Mahasiswa sosiologi yang setiap hari belajar menulis

Tiada yang Merdeka dari Magang Merdeka

Naimatul Chariro

3 min read

Saya harap kalian tidak lupa dengan berita mahasiswa yang menjadi korban perdagangan orang dengan dalih magang di Jerman dua bulan yang lalu. Kasus ini adalah gambaran nyata betapa carut-marutnya program magang perguruan tinggi di Indonesia.

Para petinggi universitas dengan segudang pengetahuan dan pengalaman nyatanya tidak bisa mendeteksi modus penipuan dalam perdagangan orang tersebut. Kasus ini adalah tamparan keras bagi pemangku kebijakan di kampus dan kementerian agar merefleksikan dan menyusun ulang program magang bagi mahasiswa.
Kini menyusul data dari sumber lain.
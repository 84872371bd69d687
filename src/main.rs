// src/main.rs

use anyhow::Result;
use clap::Parser;
use conveyor::cli::{Cli, Commands};
use conveyor::commands;

fn main() -> Result<()> {
    // Initialize tracing subscriber for logging
    tracing_subscriber::fmt()
        .with_env_filter(
            tracing_subscriber::EnvFilter::try_from_default_env()
                .unwrap_or_else(|_| tracing_subscriber::EnvFilter::new("info")),
        )
        .init();

    let cli = Cli::parse();

    let exit = match cli.command {
        Commands::Apply {
            version,
            list,
            dry_run,
            yes,
            root,
            store,
            config,
            deps_command,
            verify_command,
        } => commands::cmd_apply(
            version,
            list,
            dry_run,
            yes,
            root,
            store,
            config,
            deps_command,
            verify_command,
        )?,
        Commands::Release {
            version,
            changes,
            messages,
            source,
            store,
            requirements_changed,
            notes,
            dry_run,
            config,
        } => commands::cmd_release(
            version,
            changes,
            messages,
            source,
            store,
            requirements_changed,
            notes,
            dry_run,
            config,
        )?,
    };

    if exit != 0 {
        std::process::exit(exit);
    }
    Ok(())
}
Ketika berbicara mengenai magang, selalu ada argumen yang mendukung kebijakan. Misalnya, mahasiswa harus praktik agar tidak “teori” saja supaya tahu kehidupan kerja biar mampu bersaing dengan anak muda dari negara lain, tidak menjadi pengangguran setelah lulus, dan banyak lainnya.
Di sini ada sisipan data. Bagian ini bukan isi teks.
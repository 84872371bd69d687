// src/fsutil/exclude.rs

//! Exclude-pattern matching for permanent/user data.
//!
//! Patterns classify a relative path as permanent data (user files, caches,
//! secrets, backup/staging artifacts) versus managed codebase. The matcher
//! is used with two polarities: backup creation skips excluded paths, and
//! manifest application refuses to target them even when a manifest names
//! one. Both uses share the same compiled matcher.

use crate::error::{Error, Result};
use glob::Pattern;

/// A single exclude rule, compiled once at matcher construction.
#[derive(Debug, Clone)]
pub enum ExcludePattern {
    /// Trailing-`/` pattern: matches the directory and everything under it.
    DirPrefix(String),
    /// Pattern containing glob metacharacters, matched against the full
    /// relative path and against each path component.
    Glob(Pattern),
    /// Exact relative path, or a bare file name matched at any depth
    /// (OS metadata like `.DS_Store` appears anywhere).
    Literal(String),
}

/// Compiled exclude matcher.
#[derive(Debug, Clone)]
pub struct ExcludeMatcher {
    patterns: Vec<ExcludePattern>,
}

/// Default exclude set: user data and permanent folders, temporary files,
/// environment/secret files, user-generated content, backup/staging
/// artifacts, and OS metadata files.
pub const DEFAULT_EXCLUDES: &[&str] = &[
    "user_data/",
    "config/user_settings.json",
    "logs/",
    "cache/",
    "temp/",
    "backup_*/",
    "staging*/",
    "*.tmp",
    "*.temp",
    "*.bak",
    ".env",
    ".env.*",
    "*.key",
    "*.secret",
    "user_files/",
    "documents/",
    "media/",
    ".DS_Store",
    "Thumbs.db",
    "desktop.ini",
];

impl ExcludeMatcher {
    /// Compile a pattern list. Invalid glob syntax is a configuration error.
    pub fn new<S: AsRef<str>>(patterns: &[S]) -> Result<Self> {
        let mut compiled = Vec::with_capacity(patterns.len());
        for raw in patterns {
            let raw = raw.as_ref();
            if raw.is_empty() {
                continue;
            }
            compiled.push(Self::compile(raw)?);
        }
        Ok(Self { patterns: compiled })
    }

    /// Matcher with the default pattern set.
    pub fn with_defaults() -> Self {
        // The default set is statically known-good.
        Self::new(DEFAULT_EXCLUDES).expect("default exclude patterns compile")
    }

    fn compile(raw: &str) -> Result<ExcludePattern> {
        if let Some(dir) = raw.strip_suffix('/') {
            if dir.contains('*') || dir.contains('?') || dir.contains('[') {
                let pattern = Pattern::new(dir).map_err(|e| {
                    Error::Config(format!("invalid exclude pattern '{}': {}", raw, e))
                })?;
                return Ok(ExcludePattern::Glob(pattern));
            }
            return Ok(ExcludePattern::DirPrefix(dir.to_string()));
        }

        if raw.contains('*') || raw.contains('?') || raw.contains('[') {
            let pattern = Pattern::new(raw)
                .map_err(|e| Error::Config(format!("invalid exclude pattern '{}': {}", raw, e)))?;
            return Ok(ExcludePattern::Glob(pattern));
        }

        Ok(ExcludePattern::Literal(raw.to_string()))
    }

    /// Whether `rel_path` names permanent data that must never be
    /// overwritten, deleted, or backed up.
    pub fn is_excluded(&self, rel_path: &str) -> bool {
        let normalized = rel_path.trim_start_matches("./");
        let components: Vec<&str> = normalized.split('/').filter(|c| !c.is_empty()).collect();

        for pattern in &self.patterns {
            match pattern {
                ExcludePattern::DirPrefix(dir) => {
                    if components.first() == Some(&dir.as_str())
                        || components.iter().take(components.len().saturating_sub(1)).any(|c| c == dir)
                    {
                        return true;
                    }
                }
                ExcludePattern::Glob(pattern) => {
                    if pattern.matches(normalized) || components.iter().any(|c| pattern.matches(c)) {
                        return true;
                    }
                }
                ExcludePattern::Literal(lit) => {
                    if normalized == lit || components.iter().any(|c| c == lit) {
                        return true;
                    }
                }
            }
        }

        false
    }

    pub fn len(&self) -> usize {
        self.patterns.len()
    }

    pub fn is_empty(&self) -> bool {
        self.patterns.is_empty()
    }
}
Kalau kita tengok sekilas, berbagai argumen di atas terlihat tepat dan sudah semestinya dilakukan. Padahal, sistem magang di perguruan tinggi saat ini mampu membunuh mahasiswa, bahkan dunia akademik kita.

Kekosongan Payung Hukum

Negara tidak memberikan jaminan hukum bagi mahasiswa yang sedang mengikuti program magang. Pasalnya, Permenaker Nomor 6 Tahun 2020 tentang Penyelenggaraan Pemagangan di Indonesia hanya mengatur magang bekerja (apprenticeship), bukan magang untuk pendidikan atau biasanya disebut dengan internship.

Pasal 9 dalam undang-undang tersebut menyatakan bahwa peserta magang merupakan individu yang mencari kerja atau pekerja yang ditingkatkan kompetensinya. Artinya, peraturan ini hanya diperuntukkan bagi individu yang telah menyelesaikan pendidikan formal, bukan permagangan yang bertujuan akademis, apalagi untuk dikonversi 20 SKS. Namun, para pemangku kebijakan di tingkat kementerian maupun universitas justru tidak menghiraukan kekosongan payung hukum ini.

Hal ini terbukti dari semarak program MSIB Kampus Merdeka yang terus disuarakan selama tiga tahun terakhir tanpa diimbangi oleh perlindungan hukum yang memadai. Uang Bantuan Biaya Hidup (BBH) yang diberikan dianggap cukup untuk melindungi mahasiswa dari berbagai persoalan.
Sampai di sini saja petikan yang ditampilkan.